Staying safe

How to stay safe with formal and informal supports. Meet Tiffany and listen to her story about staying safe.

In this topic

This topic will help you identify:

  • What informal and formal safeguards are
  • Who the NDIS Quality and Safeguards Commission is.

There are seven sections, including:

  • Introduction
  • Staying safe
  • Safeguards
  • Informal safeguards
  • Formal safeguards
  • Safeguards and the NDIS Quality and Safeguards Commission
  • Additional resources.

Open each section to learn more

This information is not legal advice.

There are some decisions about your life that you might need to get legal advice about.

If you need legal advice, please contact your local state or territory Law Society or Community Law organisation.

You can also ask your family, carer, support worker, Provider or advocate to help you find a service in your local area.

We all need to look out for one another.

Feeling safe and being safe is important. When I am not safe or someone else is not safe, we all need to speak up.

Feeling safe means:

  • I am empowered to live my good life
  • I can take risks
  • I can do things I want to do but other people think I should not do
  • I can contribute
  • I feel more confident
  • I am more independent.

The word safeguard means to keep someone or something safe.

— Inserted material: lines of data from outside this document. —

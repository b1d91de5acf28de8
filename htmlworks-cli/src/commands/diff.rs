//! `htmlworks diff`: show unified diffs for what `gen` would write.

use std::path::Path;

use anyhow::{Context, Result};
use clap::Args;

use htmlworks_sync::diff_site;

/// Arguments for `htmlworks diff`.
#[derive(Args, Debug)]
pub struct DiffArgs {}

impl DiffArgs {
    pub fn run(self, config_path: &Path) -> Result<()> {
        let config = crate::load_config(config_path)?;
        let diffs = diff_site(&config).context("diff failed")?;

        if diffs.is_empty() {
            println!("No differences.");
            return Ok(());
        }

        for diff in diffs {
            print!("{}", diff.unified_diff);
            if !diff.unified_diff.ends_with('\n') {
                println!();
            }
        }

        Ok(())
    }
}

My safeguards are the people, laws, things and actions that support me to live my good life.

My safeguards:

  • Protect my rights
  • Keep me safe
  • Protect my decision making
  • Help me to have choice and control in my life.
  • There are things I can do to help me stay safe.

I can reduce the chance of something going wrong when I go out by planning ahead. I can:

  • Take a mobile phone
  • Know who to contact in an emergency
  • Have extra money in case I need a taxi to get home
  • Know where to sit when I use public transport.
  • Making plans to stay safe is called intentional safeguarding.

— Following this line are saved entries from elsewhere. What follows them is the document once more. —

//! Write-if-changed and delete primitives.
//!
//! ## `write_if_changed`
//!
//! 1. Read the existing target, if any.
//! 2. Compare byte-for-byte with the freshly produced content → skip if identical.
//! 3. Write to `<target>.htmlworks.tmp`.
//! 4. Rename to the final path (atomic on POSIX).
//!
//! The comparison is always against the bytes on disk, never a stored hash,
//! so hand edits to generated files are detected and overwritten.

use std::io::ErrorKind;
use std::path::{Path, PathBuf};

use serde::Serialize;

use htmlworks_core::RelativePath;

use crate::error::{io_err, SyncError};

pub const TMP_SUFFIX: &str = ".htmlworks.tmp";

// ---------------------------------------------------------------------------
// Write result
// ---------------------------------------------------------------------------

/// Outcome for a single generate-root path.
#[derive(Debug, Clone, PartialEq, Eq, Serialize)]
#[serde(tag = "action", rename_all = "snake_case")]
pub enum WriteResult {
    /// Target did not exist and was written.
    Created { path: RelativePath },
    /// Target existed with different bytes and was overwritten.
    Updated { path: RelativePath },
    /// Target already matched; nothing written.
    Unchanged { path: RelativePath },
    /// Target had no source and was removed.
    Deleted { path: RelativePath },
    /// Target has no source but deletion is disabled; left in place.
    Stale { path: RelativePath },
    /// The page could not be rendered; any existing target is left alone.
    Failed { path: RelativePath, reason: String },
}

impl WriteResult {
    pub fn path(&self) -> &RelativePath {
        match self {
            WriteResult::Created { path }
            | WriteResult::Updated { path }
            | WriteResult::Unchanged { path }
            | WriteResult::Deleted { path }
            | WriteResult::Stale { path }
            | WriteResult::Failed { path, .. } => path,
        }
    }

    pub fn label(&self) -> &'static str {
        match self {
            WriteResult::Created { .. } => "created",
            WriteResult::Updated { .. } => "updated",
            WriteResult::Unchanged { .. } => "unchanged",
            WriteResult::Deleted { .. } => "deleted",
            WriteResult::Stale { .. } => "stale",
            WriteResult::Failed { .. } => "failed",
        }
    }
}

// ---------------------------------------------------------------------------
// write_if_changed
// ---------------------------------------------------------------------------

/// Make `target` hold exactly `content`, writing only when it differs.
///
/// `key` is the generate-root-relative identity recorded in the result.
pub(crate) fn write_if_changed(
    key: &RelativePath,
    target: &Path,
    content: &[u8],
    dry_run: bool,
) -> Result<WriteResult, SyncError> {
    let tmp = PathBuf::from(format!("{}{TMP_SUFFIX}", target.display()));
    write_if_changed_with_tmp(key, target, content, dry_run, &tmp)
}

fn write_if_changed_with_tmp(
    key: &RelativePath,
    target: &Path,
    content: &[u8],
    dry_run: bool,
    tmp: &Path,
) -> Result<WriteResult, SyncError> {
    let result = match read_existing(target)? {
        None => WriteResult::Created { path: key.clone() },
        Some(existing) if existing == content => {
            tracing::debug!("unchanged: {}", key);
            return Ok(WriteResult::Unchanged { path: key.clone() });
        }
        Some(_) => WriteResult::Updated { path: key.clone() },
    };

    if dry_run {
        tracing::info!("[dry-run] would be {}: {}", result.label(), key);
        return Ok(result);
    }

    if let Some(parent) = target.parent() {
        std::fs::create_dir_all(parent).map_err(|e| io_err(parent, e))?;
    }
    if let Some(tmp_parent) = tmp.parent() {
        std::fs::create_dir_all(tmp_parent).map_err(|e| io_err(tmp_parent, e))?;
    }
    std::fs::write(tmp, content).map_err(|e| io_err(tmp, e))?;

    if let Err(e) = std::fs::rename(tmp, target) {
        let _ = std::fs::remove_file(tmp);
        return Err(io_err(target, e));
    }

    tracing::info!("{}: {}", result.label(), key);
    Ok(result)
}

/// Existing bytes at `path`, or `None` if nothing is there.
pub(crate) fn read_existing(path: &Path) -> Result<Option<Vec<u8>>, SyncError> {
    match std::fs::read(path) {
        Ok(bytes) => Ok(Some(bytes)),
        Err(err) if err.kind() == ErrorKind::NotFound => Ok(None),
        Err(err) => Err(io_err(path, err)),
    }
}

// ---------------------------------------------------------------------------
// delete
// ---------------------------------------------------------------------------

/// Remove a stale output and any directories it leaves empty below `root`.
///
/// A failed removal is returned as an error; callers abort the pass.
pub(crate) fn delete_stale(
    key: &RelativePath,
    root: &Path,
    dry_run: bool,
) -> Result<WriteResult, SyncError> {
    let target = key.to_path(root);
    if dry_run {
        tracing::info!("[dry-run] would be deleted: {}", key);
        return Ok(WriteResult::Deleted { path: key.clone() });
    }

    std::fs::remove_file(&target).map_err(|e| io_err(&target, e))?;
    prune_empty_dirs(target.parent(), root)?;
    tracing::info!("deleted: {}", key);
    Ok(WriteResult::Deleted { path: key.clone() })
}

fn prune_empty_dirs(start: Option<&Path>, root: &Path) -> Result<(), SyncError> {
    let mut current = start;
    while let Some(dir) = current {
        if dir == root || !dir.starts_with(root) {
            break;
        }
        let mut entries = std::fs::read_dir(dir).map_err(|e| io_err(dir, e))?;
        if entries.next().is_some() {
            break;
        }
        std::fs::remove_dir(dir).map_err(|e| io_err(dir, e))?;
        tracing::debug!("removed empty directory {}", dir.display());
        current = dir.parent();
    }
    Ok(())
}

// ---------------------------------------------------------------------------
// Tests
// ---------------------------------------------------------------------------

Safeguards can also be called:

  • Informal safeguards
  • Formal safeguards.

I need both informal and formal safeguards.

Informal safeguards happen naturally. They are the safeguards people give each other as they go about everyday life.

We stay safe by having people around us who know us and look out for us. People like my:

  • Family
  • Friends
  • Neighbours
  • Teachers
  • Work mates.

My wider community can help me stay safe. They might be people I don’t know, but see a lot, like:

  • The people who wait at my bus stop every day
  • The person who serves me at the corner store
  • The people who make my coffee.

I am safer in my community when I have people around me who:

  • Say hello to me
  • Ask me how I am
  • Listen to me
  • Look out for me
  • Miss me if I am not around or don’t turn up.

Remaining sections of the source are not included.